We agree with respondent that Supreme Court erred in granting claimant's motion. The fact that a prior arbitration award is inconsistent with a subsequent award is not an enumerated ground in either subdivision (b) or (c) of CPLR 7511 for vacating or modifying the subsequent award (see Matter of City School Dist. of City of Tonawanda v Tonawanda Educ. Assn., 63 NY2d 846, 848). As the court properly recognized, "[i]t was within the [SUM] arbitrator's authority to determine the preclusive effect of the prior arbitration on the instant arbitration" (Matter of Progressive N. Ins. Co. v Sentry Ins. A Mut. Co., 51 AD3d 800, 801). The court erred in noting, however, that it was unable to determine whether the SUM arbitrator even considered claimant's contention with respect to collateral estoppel. Arbitrators are not required to provide reasons for their decisions (see Matter of Solow Bldg. Co. v Morgan Guar. Trust Co. of N.Y., 6 AD3d 356, 356-357, lv denied 3 NY3d 605, cert denied 543 US 1148; Matter of Guetta [Raxon Fabrics Corp.], 123 AD2d 40, 41), and thus the SUM arbitrator was not required to state that he had considered that contention. “

Two points need to be considered. First, the Fourth Department cites a 2007 Second Department case entitled Matter of Progressive N. Ins. Co. v Sentry Ins. A Mut. Co. for its rule of law. Yet, the Progressive case actually held that collateral estoppel should be given effect to prior arbitration awards involving the same parties and the same issue. Second, there was a two Justice dissent, which as a matter of right brings this case to the Court of Appeals.

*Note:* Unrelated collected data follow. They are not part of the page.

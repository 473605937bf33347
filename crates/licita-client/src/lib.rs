//! Licita Client - resilient HTTP fetching and portal source adapters.
//!
//! [`http`] wraps `reqwest` with the behaviors flaky government portals
//! demand: per-host spacing, a per-host circuit breaker, bounded retries
//! with jitter, User-Agent rotation, and sticky cookie sessions for
//! postback-driven sites.
//!
//! [`adapters`] holds the [`adapters::SourceAdapter`] trait, the registry,
//! and one adapter per portal family. Adapters emit raw records only; all
//! date and estado resolution happens downstream in `licita-core`.

pub mod adapters;
pub mod detail;
pub mod http;

pub use adapters::{AdapterContext, AdapterOutput, AdapterRegistry, SourceAdapter};
pub use http::{FetchClient, FetchRequest, FetchResponse, HttpSettings, Session};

For the sake of commonsense, this case should be reversed. Otherwise, there will be too many instances where inconsistent decisions will arise in post-ime cases, other policy violation cases and coverage cases, among others. It would be a fair assessment to say that no-fault and other first-party practitioners will not benefit from the uncertainty and some could say absurdity that this case could rein upon the arbitral process.